The most liberal candidate in the contest, Williams also second-guessed the governor for not putting more state money into climate-change resiliency and anti-eviction efforts. He also tried to tie her to Andrew M. Cuomo — who resigned as governor in August, triggering Hochul’s ascendancy from lieutenant governor — saying she was part of an administration that failed to address affordable housing.
With Hochul holding a commanding lead in the latest poll, it was no surprise that she was the target of her rivals, with Williams attacking from the political left.
As in the one previous debate, Suozzi and Williams sought to portray Hochul as the front-runner primarily because special interests are cozying up to an incumbent. They cast support for her as wide on the surface, but thin.
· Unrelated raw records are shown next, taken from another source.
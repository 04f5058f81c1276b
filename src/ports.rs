//! Port traits: the boundary between control logic and the outside world.
//!
//! ```text
//!   Adapter ──▶ Port trait ──▶ task loop (domain)
//! ```
//!
//! Driven adapters (climate sensor, float switch, valve/pump hardware)
//! implement these traits.  The task loops in [`tasks`](crate::tasks)
//! consume them via generics, so the control core never touches hardware
//! directly and the whole pipeline runs against mocks on the host.

use crate::control::ActuatorCommand;
use crate::error::SensorError;
use crate::state::Climate;

// ───────────────────────────────────────────────────────────────
// Climate sensor port (driven adapter: hardware → domain)
// ───────────────────────────────────────────────────────────────

/// Read-side port: one conditioned temperature/humidity sample.
///
/// An `Err` means "no new sample this interval"; the caller keeps the
/// previously published values and tries again next interval.
pub trait SensorSource {
    fn read(&mut self) -> Result<Climate, SensorError>;
}

// ───────────────────────────────────────────────────────────────
// Water level port (driven adapter: hardware → domain)
// ───────────────────────────────────────────────────────────────

/// Raw reservoir level probe.  Returns `true` while the float switch
/// reports water present.  Debouncing is the caller's job (the water
/// task owns a [`WaterLevelFilter`](crate::sensors::water_level::WaterLevelFilter)).
pub trait WaterLevelSource {
    fn read(&mut self) -> bool;
}

// ───────────────────────────────────────────────────────────────
// Actuator port (driven adapter: domain → hardware)
// ───────────────────────────────────────────────────────────────

/// Write-side port: apply one tick's actuation.
///
/// Fire-and-forget: writes are idempotent and re-applied every tick, so
/// an implementation that hiccups on one tick self-heals on the next.
pub trait ActuatorSink {
    fn apply(&mut self, command: &ActuatorCommand);
}
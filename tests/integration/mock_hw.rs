//! Mock adapters for integration tests.
//!
//! Records every actuator command so tests can assert on the full
//! history without touching real GPIO/PWM registers, and plays back
//! scripted sensor readings so whole missions run deterministically.

use std::collections::VecDeque;

use mistkeeper::control::ActuatorCommand;
use mistkeeper::error::SensorError;
use mistkeeper::ports::{ActuatorSink, SensorSource, WaterLevelSource};
use mistkeeper::state::Climate;

// ── MockActuators ─────────────────────────────────────────────

pub struct MockActuators {
    pub commands: Vec<ActuatorCommand>,
}

#[allow(dead_code)]
impl MockActuators {
    pub fn new() -> Self {
        Self {
            commands: Vec::new(),
        }
    }

    pub fn last(&self) -> &ActuatorCommand {
        self.commands.last().expect("no command applied yet")
    }

    pub fn valve_open(&self) -> bool {
        self.last().valve_open
    }

    pub fn pump_duty(&self) -> u8 {
        self.last().pump_duty_percent
    }

    /// True if any applied command had the valve open and the pump
    /// powered in the same tick.
    pub fn saw_valve_and_pump_together(&self) -> bool {
        self.commands
            .iter()
            .any(|c| c.valve_open && c.pump_duty_percent > 0)
    }
}

impl Default for MockActuators {
    fn default() -> Self {
        Self::new()
    }
}

impl ActuatorSink for MockActuators {
    fn apply(&mut self, command: &ActuatorCommand) {
        self.commands.push(*command);
    }
}

// ── Scripted climate sensor ───────────────────────────────────

/// Plays back a fixed script of sensor results, then repeats the final
/// entry forever.  An empty script reads as a bus fault.
pub struct ScriptedSensor {
    script: VecDeque<Result<Climate, SensorError>>,
    last: Result<Climate, SensorError>,
}

#[allow(dead_code)]
impl ScriptedSensor {
    pub fn new(script: Vec<Result<Climate, SensorError>>) -> Self {
        Self {
            script: script.into(),
            last: Err(SensorError::Bus),
        }
    }

    /// A sensor that always reports the same humidity.
    pub fn steady(humidity_percent: f32) -> Self {
        Self::new(vec![Ok(climate(humidity_percent))])
    }
}

impl SensorSource for ScriptedSensor {
    fn read(&mut self) -> Result<Climate, SensorError> {
        if let Some(next) = self.script.pop_front() {
            self.last = next;
        }
        self.last
    }
}

/// Climate sample at a fixed bench temperature.
pub fn climate(humidity_percent: f32) -> Climate {
    Climate {
        temperature_c: 22.0,
        humidity_percent,
    }
}

// ── Scripted float switch ─────────────────────────────────────

/// Plays back a raw level script, then holds the final level.
pub struct ScriptedProbe {
    script: VecDeque<bool>,
    level: bool,
}

#[allow(dead_code)]
impl ScriptedProbe {
    pub fn new(script: Vec<bool>) -> Self {
        Self {
            script: script.into(),
            level: true,
        }
    }

    pub fn steady(present: bool) -> Self {
        Self {
            script: VecDeque::new(),
            level: present,
        }
    }
}

impl WaterLevelSource for ScriptedProbe {
    fn read(&mut self) -> bool {
        if let Some(next) = self.script.pop_front() {
            self.level = next;
        }
        self.level
    }
}
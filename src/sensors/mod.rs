//! Sensor subsystem: the DHT20 climate driver, its conditioning wrapper,
//! and the reservoir float switch with debounce.
//!
//! Unlike the actuators these never share a task: climate and water level
//! are sampled from dedicated threads and published through
//! [`crate::state::SharedState`].

pub mod climate;
pub mod dht20;
pub mod water_level;
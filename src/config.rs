//! System configuration parameters
//!
//! All tunable parameters for the MistKeeper controller. Every value is
//! fixed at build time; the struct exists so the whole parameter set can
//! be logged at boot and sanity-checked in one place.

use serde::{Deserialize, Serialize};

/// Core system configuration
#[derive(Debug, Clone, Copy, Serialize, Deserialize)]
pub struct SystemConfig {
    // --- Humidity ---
    /// Relative humidity (%) at and above which all actuation stops
    pub target_humidity_percent: f32,
    /// Calibration offset added to the raw sensor humidity (%)
    pub humidity_offset_percent: f32,

    // --- Valve ---
    /// Refill valve open duration per fill cycle (seconds)
    pub valve_fill_secs: u32,

    // --- Pump ---
    /// Misting pump run phase duration (seconds)
    pub pump_run_secs: u32,
    /// Misting pump rest phase duration (seconds)
    pub pump_rest_secs: u32,
    /// Pump PWM duty cycle while running (0-100%)
    pub pump_duty_percent: u8,

    // --- Water level ---
    /// Consecutive agreeing samples before the debounced level flips
    pub water_debounce_samples: u32,

    // --- Timing ---
    /// Climate sensor read interval (milliseconds); the DHT20 needs
    /// more than 1000 ms between conversions
    pub sensor_read_interval_ms: u32,
    /// Water level sample interval (milliseconds)
    pub water_poll_interval_ms: u32,
    /// Arbitration tick interval (milliseconds)
    pub control_tick_interval_ms: u32,
    /// Display refresh interval (milliseconds)
    pub display_refresh_interval_ms: u32,
}

impl Default for SystemConfig {
    fn default() -> Self {
        Self {
            // Humidity
            target_humidity_percent: 50.0,
            humidity_offset_percent: -10.0,

            // Valve
            valve_fill_secs: 180,

            // Pump
            pump_run_secs: 60,
            pump_rest_secs: 60,
            pump_duty_percent: 85,

            // Water level
            water_debounce_samples: 10,

            // Timing
            sensor_read_interval_ms: 2000,   // DHT20 conversion spacing
            water_poll_interval_ms: 1000,    // 1 Hz
            control_tick_interval_ms: 1000,  // 1 Hz
            display_refresh_interval_ms: 1000,
        }
    }
}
Suozzi pressed Hochul on many occasions, speaking over her and moderators. She, at one point, replied: “Stop interrupting me. The people want to hear my answer.”
That exchange came when Suozzi criticized her for accepting NRA backing when she was a Buffalo congresswoman in 2011-12. After the “interrupting me” line, she called it “decades old attacks.”
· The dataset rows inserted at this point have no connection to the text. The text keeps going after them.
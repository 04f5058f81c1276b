fn main() {
    // ESP-IDF environment propagation for device builds; host builds
    // (feature off) have nothing to export.
    #[cfg(feature = "espidf")]
    embuild::espidf::sysenv::output();
}
//! MistKeeper firmware library.
//!
//! Exposes the pure-logic modules for integration testing and external
//! inspection. All ESP-IDF-specific code is guarded by
//! `#[cfg(target_os = "espidf")]` within each module.

#![deny(unused_must_use)]

pub mod config;
pub mod control;
pub mod display;
pub mod error;
pub mod ports;
pub mod state;
pub mod tasks;

mod pins;

// Hardware-facing modules; the register access inside is guarded by
// cfg attributes, so host builds get the simulated fallbacks.
pub mod drivers;
pub mod sensors;
//! Actuator arbitration - the control core.
//!
//! Once per tick the [`Arbiter`] evaluates four rules over a single
//! snapshot of sensed values, in strict priority order; the first
//! matching rule fully determines the tick's actuation:
//!
//! ```text
//!   1  humidity >= target        -> everything off
//!   2  fill in progress          -> pump off, fill countdown continues
//!   3  reservoir empty, no fill
//!      yet this outage           -> pump off, open valve for 180 s
//!   4  water present             -> clear outage latch, advance pump
//!      otherwise                 -> everything off
//! ```
//!
//! The ordering is the safety argument: rules 2 and 3 always force the
//! pump off while the valve runs, so no tick can command both
//! actuators on.  [`ActuatorCommand::new`] asserts that in debug
//! builds anyway.

pub mod pump;
pub mod valve;

pub use pump::{PumpMachine, PumpPhase};
pub use valve::{ValveMachine, ValvePhase};

use log::info;

use crate::config::SystemConfig;

/// One consistent snapshot of everything the arbiter decides from.
/// Produced upstream (sensor + water tasks), read-only within a tick.
#[derive(Debug, Clone, Copy, PartialEq)]
pub struct SensedInputs {
    /// Ambient temperature in Celsius; informational only.
    pub temperature_c: f32,
    /// Conditioned relative humidity in percent.
    pub humidity_percent: f32,
    /// Debounced reservoir level.
    pub water_present: bool,
}

impl Default for SensedInputs {
    fn default() -> Self {
        // Boot assumption: nothing measured yet, reservoir presumed
        // full until the float switch says otherwise.
        Self {
            temperature_c: 0.0,
            humidity_percent: 0.0,
            water_present: true,
        }
    }
}

/// The single actuation decision a tick produces.
#[derive(Debug, Clone, Copy, PartialEq, Eq)]
pub struct ActuatorCommand {
    pub valve_open: bool,
    /// Pump drive while running, 0 otherwise (0-100).
    pub pump_duty_percent: u8,
}

impl ActuatorCommand {
    pub const ALL_OFF: Self = Self {
        valve_open: false,
        pump_duty_percent: 0,
    };

    pub fn new(valve_open: bool, pump_duty_percent: u8) -> Self {
        debug_assert!(
            !(valve_open && pump_duty_percent > 0),
            "valve and pump commanded on together"
        );
        Self {
            valve_open,
            pump_duty_percent,
        }
    }
}

/// The control core.  Owns both actuator state machines exclusively;
/// everything it knows about the world arrives through
/// [`SensedInputs`], and its only output is one [`ActuatorCommand`]
/// per tick.  It never fails: any well-formed snapshot, including a
/// stale one, yields a command.
pub struct Arbiter {
    target_humidity_percent: f32,
    at_target: bool,
    valve: ValveMachine,
    pump: PumpMachine,
}

impl Arbiter {
    pub fn new(config: &SystemConfig) -> Self {
        Self {
            target_humidity_percent: config.target_humidity_percent,
            at_target: false,
            valve: ValveMachine::new(config.valve_fill_secs),
            pump: PumpMachine::new(
                config.pump_run_secs,
                config.pump_rest_secs,
                config.pump_duty_percent,
            ),
        }
    }

    /// Run one arbitration tick.
    pub fn tick(&mut self, inputs: &SensedInputs) -> ActuatorCommand {
        let at_target = inputs.humidity_percent >= self.target_humidity_percent;
        if at_target != self.at_target {
            if at_target {
                info!(
                    "Humidity target reached ({:.1}% >= {:.1}%)",
                    inputs.humidity_percent, self.target_humidity_percent
                );
            } else {
                info!(
                    "Humidity {:.1}% below target {:.1}%",
                    inputs.humidity_percent, self.target_humidity_percent
                );
            }
            self.at_target = at_target;
        }

        // Rule 1: humidity satisfied - stop everything, skip the rest.
        // An interrupted fill does not latch, so a later dry spell with
        // a still-empty reservoir starts a fresh fill.
        if at_target {
            self.valve.force_close("humidity at target");
            self.pump.force_idle("humidity at target");
            return ActuatorCommand::ALL_OFF;
        }

        // Rule 2: a fill in progress runs to completion; only rule 1
        // outranks it.
        if self.valve.is_filling() {
            self.pump.force_idle("valve filling");
            let open = self.valve.advance();
            return ActuatorCommand::new(open, 0);
        }

        // Rule 3: reservoir empty and not yet refilled this outage.
        if !inputs.water_present && !self.valve.filled_this_outage() {
            self.pump.force_idle("reservoir empty");
            self.valve.start_fill();
            return ActuatorCommand::new(true, 0);
        }

        // Rule 4: steady state.
        if inputs.water_present {
            self.valve.note_water_present();
            let duty = self.pump.advance();
            return ActuatorCommand::new(false, duty);
        }

        // Reservoir still empty after its one fill; hold everything
        // off until water is observed again.
        self.pump.force_idle("reservoir empty after fill");
        ActuatorCommand::ALL_OFF
    }

    #[allow(dead_code)]
    pub fn valve_open(&self) -> bool {
        self.valve.is_filling()
    }

    #[allow(dead_code)]
    pub fn pump_running(&self) -> bool {
        self.pump.is_running()
    }

    pub fn target_humidity_percent(&self) -> f32 {
        self.target_humidity_percent
    }

    /// Countdown of whichever phase is active (fill, run, or rest);
    /// 0 when everything is idle.  Drives the display's status row.
    pub fn remaining_secs(&self) -> u32 {
        if self.valve.is_filling() {
            self.valve.remaining_secs()
        } else {
            self.pump.remaining_secs()
        }
    }
}
//! In-process transport
//!
//! Records every call, delivers injected messages and can simulate
//! broker failures.

use std::collections::{BTreeMap, HashSet};

use async_trait::async_trait;
use bytes::Bytes;
use parking_lot::Mutex;
use tokio::sync::{mpsc, oneshot};

use super::transport::{
    ConnectorError, InboundMessage, Transport, TransportEvent, TransportEvents,
};

const EVENT_CAPACITY: usize = 64;

/// A call made on the transport
#[derive(Debug, Clone, PartialEq, Eq)]
pub enum TransportCall {
    Connect,
    Disconnect,
    Subscribe(String, u8),
    Unsubscribe(String),
    Publish(String),
}

/// A message published through the transport
#[derive(Debug, Clone, PartialEq, Eq)]
pub struct PublishedMessage {
    pub topic: String,
    pub payload: Bytes,
    pub qos: u8,
    pub retain: bool,
}

#[derive(Default)]
struct MemoryState {
    events: Option<mpsc::Sender<TransportEvent>>,
    calls: Vec<TransportCall>,
    subscriptions: BTreeMap<String, u8>,
    published: Vec<PublishedMessage>,
    failing_topics: HashSet<String>,
    stalled_topics: HashSet<String>,
    failing_connects: usize,
}

#[derive(Default)]
pub struct MemoryTransport {
    state: Mutex<MemoryState>,
}

impl MemoryTransport {
    pub fn new() -> Self {
        Self::default()
    }

    /// Refuse the next `count` connect attempts
    pub fn fail_connects(&self, count: usize) {
        self.state.lock().failing_connects = count;
    }

    /// Reject subscribes to `topic`
    pub fn fail_subscribe(&self, topic: &str) {
        self.state.lock().failing_topics.insert(topic.to_string());
    }

    /// Never complete subscribes to `topic`, like a broker that stops answering
    pub fn stall_subscribe(&self, topic: &str) {
        self.state.lock().stalled_topics.insert(topic.to_string());
    }

    /// Deliver a message; the receiver fires when it is acknowledged
    pub async fn inject(
        &self,
        topic: &str,
        payload: impl Into<Bytes>,
        qos: u8,
    ) -> Result<oneshot::Receiver<()>, ConnectorError> {
        let (ack_tx, ack_rx) = oneshot::channel();
        let mut message = InboundMessage::new(topic, payload.into(), qos);
        message.ack = Some(ack_tx);
        self.send(TransportEvent::Message(message)).await?;
        Ok(ack_rx)
    }

    /// Simulate the broker dropping the session
    pub async fn drop_connection(&self, reason: &str) -> Result<(), ConnectorError> {
        self.send(TransportEvent::Disconnected {
            code: None,
            reason: reason.to_string(),
        })
        .await?;
        let mut state = self.state.lock();
        state.events = None;
        state.subscriptions.clear();
        Ok(())
    }

    async fn send(&self, event: TransportEvent) -> Result<(), ConnectorError> {
        let tx = self
            .state
            .lock()
            .events
            .clone()
            .ok_or(ConnectorError::NotConnected)?;
        tx.send(event)
            .await
            .map_err(|_| ConnectorError::ConnectionLost("event stream closed".to_string()))
    }

    pub fn calls(&self) -> Vec<TransportCall> {
        self.state.lock().calls.clone()
    }

    pub fn clear_calls(&self) {
        self.state.lock().calls.clear();
    }

    /// Topics currently subscribed, with their QoS
    pub fn subscriptions(&self) -> BTreeMap<String, u8> {
        self.state.lock().subscriptions.clone()
    }

    pub fn published(&self) -> Vec<PublishedMessage> {
        self.state.lock().published.clone()
    }

    pub fn connect_count(&self) -> usize {
        self.state
            .lock()
            .calls
            .iter()
            .filter(|c| **c == TransportCall::Connect)
            .count()
    }
}

#[async_trait]
impl Transport for MemoryTransport {
    async fn connect(&self) -> Result<TransportEvents, ConnectorError> {
        let mut state = self.state.lock();
        state.calls.push(TransportCall::Connect);
        if state.failing_connects > 0 {
            state.failing_connects -= 1;
            return Err(ConnectorError::ConnectionLost(
                "connection refused".to_string(),
            ));
        }

        let (tx, rx) = mpsc::channel(EVENT_CAPACITY);
        tx.try_send(TransportEvent::Connected {
            uri: "memory://".to_string(),
        })
        .map_err(|_| ConnectorError::QueueFull)?;
        state.events = Some(tx);
        Ok(rx)
    }

    async fn disconnect(&self) -> Result<(), ConnectorError> {
        let mut state = self.state.lock();
        state.calls.push(TransportCall::Disconnect);
        state.events = None;
        state.subscriptions.clear();
        Ok(())
    }

    async fn subscribe(&self, topic: &str, qos: u8) -> Result<(), ConnectorError> {
        let stalled = {
            let mut state = self.state.lock();
            state
                .calls
                .push(TransportCall::Subscribe(topic.to_string(), qos));
            if state.events.is_none() {
                return Err(ConnectorError::NotConnected);
            }
            if state.failing_topics.contains(topic) {
                return Err(ConnectorError::Rejected(format!(
                    "subscribe to '{}' refused",
                    topic
                )));
            }
            let stalled = state.stalled_topics.contains(topic);
            if !stalled {
                state.subscriptions.insert(topic.to_string(), qos);
            }
            stalled
        };
        if stalled {
            std::future::pending::<()>().await;
        }
        Ok(())
    }

    async fn unsubscribe(&self, topic: &str) -> Result<(), ConnectorError> {
        let mut state = self.state.lock();
        state
            .calls
            .push(TransportCall::Unsubscribe(topic.to_string()));
        if state.events.is_none() {
            return Err(ConnectorError::NotConnected);
        }
        state.subscriptions.remove(topic);
        Ok(())
    }

    async fn publish(
        &self,
        topic: &str,
        payload: Bytes,
        qos: u8,
        retain: bool,
    ) -> Result<(), ConnectorError> {
        let mut state = self.state.lock();
        state.calls.push(TransportCall::Publish(topic.to_string()));
        if state.events.is_none() {
            return Err(ConnectorError::NotConnected);
        }
        state.published.push(PublishedMessage {
            topic: topic.to_string(),
            payload,
            qos,
            retain,
        });
        Ok(())
    }

    fn is_connected(&self) -> bool {
        self.state.lock().events.is_some()
    }
}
“It wasn’t decades ago. It was 2012,” Suozzi replied.
That led later to Hochul’s line about the House investigation — which Suozzi said is more about tardy paperwork.
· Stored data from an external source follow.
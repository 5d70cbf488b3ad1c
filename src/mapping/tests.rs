//! Mapping module tests

use std::sync::Arc;

use pretty_assertions::assert_eq;
use serde_json::json;

use super::*;

fn measurement(id: &str, subscription: &str, template: &str) -> Mapping {
    let mut mapping = Mapping::inbound(id, subscription);
    mapping.template_topic = template.to_string();
    mapping.target_template = r#"{"source":{"id":""},"c8y_Temperature":{"T":{"value":0}}}"#.to_string();
    mapping.substitutions = vec![
        Substitution::new("_TOPIC_LEVEL_[1]", "source.id").identifier(),
        Substitution::new("value", "c8y_Temperature.T.value"),
    ];
    mapping
}

// =============================================================================
// Validation Tests
// =============================================================================

#[test]
fn test_template_must_match_subscription() {
    let mapping = measurement("m", "/device/#", "/device");
    assert_eq!(
        mapping.validate(),
        vec![ValidationError::TemplateTopicMustMatchTheSubscriptionTopic]
    );
    assert_eq!(
        ValidationError::TemplateTopicMustMatchTheSubscriptionTopic.to_string(),
        "TemplateTopic_Must_Match_The_SubscriptionTopic"
    );

    let mapping = measurement("m", "/device/#", "/device/east/");
    assert!(mapping.validate().is_empty());
}

#[test]
fn test_identifier_rule_count() {
    let mut mapping = measurement("m", "/device/+", "/device/d1");
    mapping.substitutions.push(Substitution::new("serial", "source.id").identifier());
    assert!(mapping
        .validate()
        .contains(&ValidationError::OnlyOneSubstitutionDefiningDeviceIdentifierCanBeUsed));

    mapping.substitutions.retain(|s| !s.defines_identifier);
    assert!(mapping
        .validate()
        .contains(&ValidationError::OneSubstitutionDefiningDeviceIdentifierMustBeUsed));

    // Extensions provide their own identity
    mapping.mapping_type = MappingType::ProcessorExtension;
    mapping.extension_name = Some("custom".to_string());
    assert!(mapping.validate().is_empty());
}

#[test]
fn test_malformed_paths_and_templates() {
    let mut mapping = measurement("m", "/device/+", "/device/d1");
    mapping.substitutions.push(Substitution::new("values[", "x"));
    mapping.target_template = "{not json".to_string();
    mapping.qos = 3;

    let errors = mapping.validate();
    assert!(errors.contains(&ValidationError::SubstitutionPathMalformed));
    assert!(errors.contains(&ValidationError::TargetTemplateInvalidJson));
    assert!(errors.contains(&ValidationError::QosOutOfRange));
}

#[test]
fn test_generic_device_identifier_must_name_a_field() {
    let mut mapping = measurement("m", "/device/+", "/device/d1");
    for identifier in ["$", "", "source[*].id", "source.["] {
        mapping.generic_device_identifier = identifier.to_string();
        assert_eq!(
            mapping.validate(),
            vec![ValidationError::GenericDeviceIdentifierInvalid],
            "identifier {:?}",
            identifier
        );
    }

    mapping.generic_device_identifier = "device.serial".to_string();
    assert!(mapping.validate().is_empty());
    assert_eq!(
        ValidationError::GenericDeviceIdentifierInvalid.code(),
        "Generic_Device_Identifier_Invalid"
    );
}

#[test]
fn test_outbound_validation() {
    let mapping = Mapping::outbound("o", Api::Measurement, "", "");
    let errors = mapping.validate();
    assert!(errors.contains(&ValidationError::PublishTopicMustNotBeEmpty));
    assert!(errors.contains(&ValidationError::FilterOutboundMustNotBeEmpty));
    assert!(!errors.contains(&ValidationError::OneSubstitutionDefiningDeviceIdentifierMustBeUsed));

    let mapping = Mapping::outbound("o", Api::Measurement, "c8y_Temperature", "/out/+/temp");
    assert!(mapping.validate().is_empty());
}

#[test]
fn test_extension_requires_name() {
    let mut mapping = measurement("m", "/bin/+", "/bin/x");
    mapping.mapping_type = MappingType::ProcessorExtension;
    assert_eq!(mapping.validate(), vec![ValidationError::ExtensionNameMissing]);
}

// =============================================================================
// Model Tests
// =============================================================================

#[test]
fn test_sort_puts_identifier_first() {
    let mut mapping = Mapping::inbound("m", "a/+");
    mapping.substitutions = vec![
        Substitution::new("a", "x"),
        Substitution::new("id", "source.id").identifier(),
        Substitution::new("c", "z"),
    ];
    mapping.sort_substitutions();

    let order: Vec<&str> = mapping
        .substitutions
        .iter()
        .map(|s| s.path_source.as_str())
        .collect();
    assert_eq!(order, vec!["id", "a", "c"]);
}

#[test]
fn test_deserialize_definition() {
    let definition = json!({
        "id": "m1",
        "subscriptionTopic": "/plant/+/temperature",
        "templateTopic": "/plant/hall1/temperature",
        "targetAPI": "EVENT",
        "mappingType": "FLAT_FILE",
        "target": "{\"source\":{\"id\":\"\"}}",
        "substitutions": [
            { "pathSource": "message", "pathTarget": "text", "repairStrategy": "CREATE_IF_MISSING" },
            { "pathSource": "_TOPIC_LEVEL_[1]", "pathTarget": "source.id", "definesDeviceIdentifier": true }
        ]
    });

    let mapping: Mapping = serde_json::from_value(definition).unwrap();
    assert_eq!(mapping.target_api, Api::Event);
    assert_eq!(mapping.mapping_type, MappingType::FlatFile);
    assert_eq!(mapping.qos, 1);
    assert!(mapping.active);
    assert_eq!(mapping.generic_device_identifier, "source.id");
    assert_eq!(
        mapping.substitutions[0].repair_strategy,
        RepairStrategy::CreateIfMissing
    );
    assert!(mapping.substitutions[1].defines_identifier);
}

// =============================================================================
// Store Tests
// =============================================================================

#[test]
fn test_store_upsert_sorts_and_indexes() {
    let store = MappingStore::new();
    let mut mapping = measurement("m1", "/plant//+/temperature/", "/plant/hall1/temperature");
    mapping.substitutions.reverse();

    let upserted = store.upsert(mapping).unwrap();
    assert!(upserted.previous.is_none());
    assert_eq!(upserted.mapping.subscription_topic, "/plant/+/temperature");
    assert!(upserted.mapping.substitutions[0].defines_identifier);

    let resolved = store.resolve_inbound("/plant/hall2/temperature");
    assert_eq!(resolved.len(), 1);
    assert!(Arc::ptr_eq(&resolved[0], &upserted.mapping));
}

#[test]
fn test_store_rejects_invalid() {
    let store = MappingStore::new();
    let result = store.upsert(measurement("m1", "/device/#", "/device"));
    assert_eq!(
        result.unwrap_err(),
        StoreError::Invalid(vec![
            ValidationError::TemplateTopicMustMatchTheSubscriptionTopic
        ])
    );
    assert!(store.is_empty());
    assert!(store.resolve_inbound("/device/x").is_empty());
}

#[test]
fn test_store_update_moves_topic() {
    let store = MappingStore::new();
    store.upsert(measurement("m1", "/a/+", "/a/x")).unwrap();

    let upserted = store.upsert(measurement("m1", "/b/+", "/b/x")).unwrap();
    assert_eq!(upserted.previous.unwrap().subscription_topic, "/a/+");
    assert!(store.resolve_inbound("/a/x").is_empty());
    assert_eq!(store.resolve_inbound("/b/x").len(), 1);
    assert_eq!(store.len(), 1);
}

#[test]
fn test_store_inactive_not_resolved() {
    let store = MappingStore::new();
    let mut mapping = measurement("m1", "/a/+", "/a/x");
    mapping.active = false;
    store.upsert(mapping).unwrap();

    assert!(store.resolve_inbound("/a/x").is_empty());
    assert_eq!(store.inbound_mappings().len(), 1);
}

#[test]
fn test_store_delete() {
    let store = MappingStore::new();
    store.upsert(measurement("m1", "/a/+", "/a/x")).unwrap();

    assert!(store.delete("m1").is_some());
    assert!(store.delete("m1").is_none());
    assert!(store.resolve_inbound("/a/x").is_empty());
    assert!(store.get("m1").is_none());
}

#[test]
fn test_store_resolve_outbound() {
    let store = MappingStore::new();
    store
        .upsert(Mapping::outbound("temp", Api::Measurement, "c8y_Temperature", "/out/temp"))
        .unwrap();
    store
        .upsert(Mapping::outbound("alarm", Api::Alarm, "c8y_Temperature", "/out/alarm"))
        .unwrap();

    let event = json!({"source": {"id": "1"}, "c8y_Temperature": {"T": {"value": 3}}});
    let resolved = store.resolve_outbound(Api::Measurement, &event);
    assert_eq!(resolved.len(), 1);
    assert_eq!(resolved[0].id, "temp");

    let other = json!({"c8y_Humidity": {}});
    assert!(store.resolve_outbound(Api::Measurement, &other).is_empty());
}

#[test]
fn test_store_load_json() {
    let store = MappingStore::new();
    let content = serde_json::to_string(&vec![
        measurement("good", "/a/+", "/a/x"),
        measurement("bad", "/device/#", "/device"),
    ])
    .unwrap();

    let report = store.load_json(&content).unwrap();
    assert_eq!(report.accepted, 1);
    assert_eq!(report.rejected.len(), 1);
    assert_eq!(report.rejected[0].0, "bad");
    assert_eq!(store.all().len(), 1);

    assert!(store.load_json("not json").is_err());
}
Later, Suozzi said Hochul misrepresented his remarks about Florida’s “Don’t Say Gay” law. Earlier in the campaign, he said he was “inartful” about answering a question related to the law and gave the wrong impression that he favored it, which he says he doesn’t.
When Hochul raised the issue, Suozzi not only defended himself but also turned to his left to prod Hochul into looking at him instead of the cameras. “Governor? Governor?! Governor!” Suozzi said, finally prodding Hochul to shoot him a millisecond of a sideways glance and a raised eyebrow. Then, he added: “You know that’s not true.”
Besides the fireworks, the forum did bring forth differences among the Democrats on policy and philosophy:
- Taxes. Suozzi said he would cut state income taxes 10% and implement a “circuit breaker” threshold to reduce local property taxes. Williams proposed raising taxes on millionaires and billionaires. Hochul touted the implementation of recent property-tax cuts but didn’t propose anything new.
- State funds for abortion. With the U.S. Supreme Court considering overturning abortion rights, Williams said he’d use state funds to pay travel costs for women who might come to New York State for an abortion. Hochul and Suozzi, while strongly supporting abortion rights, said they would not.
- State unemployment aid for people in the country illegally who lost jobs during the pandemic. Hochul and Suozzi, while supporting extraordinary aid given during the pandemic, opposed a continuation. Williams said he’d provide more money.
- Cuomo. Suozzi was the lone candidate to say he’d accept the former governor’s endorsement. Even though Cuomo resigned amid an impeachment probe and had much “baggage,” Suozzi said the former governor had many accomplishments. Hochul answered the question by saying: "No, I would not, because people just want us to look forward and not backward.”
- Buffalo Bills stadium. Williams and Suozzi criticized Hochul for earmarking $850 million in state subsidies for a new NFL stadium, calling it bad judgment and a giveaway. Hochul has defended the funding as a way to boost jobs and the economy in Western New York and said half the money is coming from a casino lawsuit settlement with the Seneca Nation.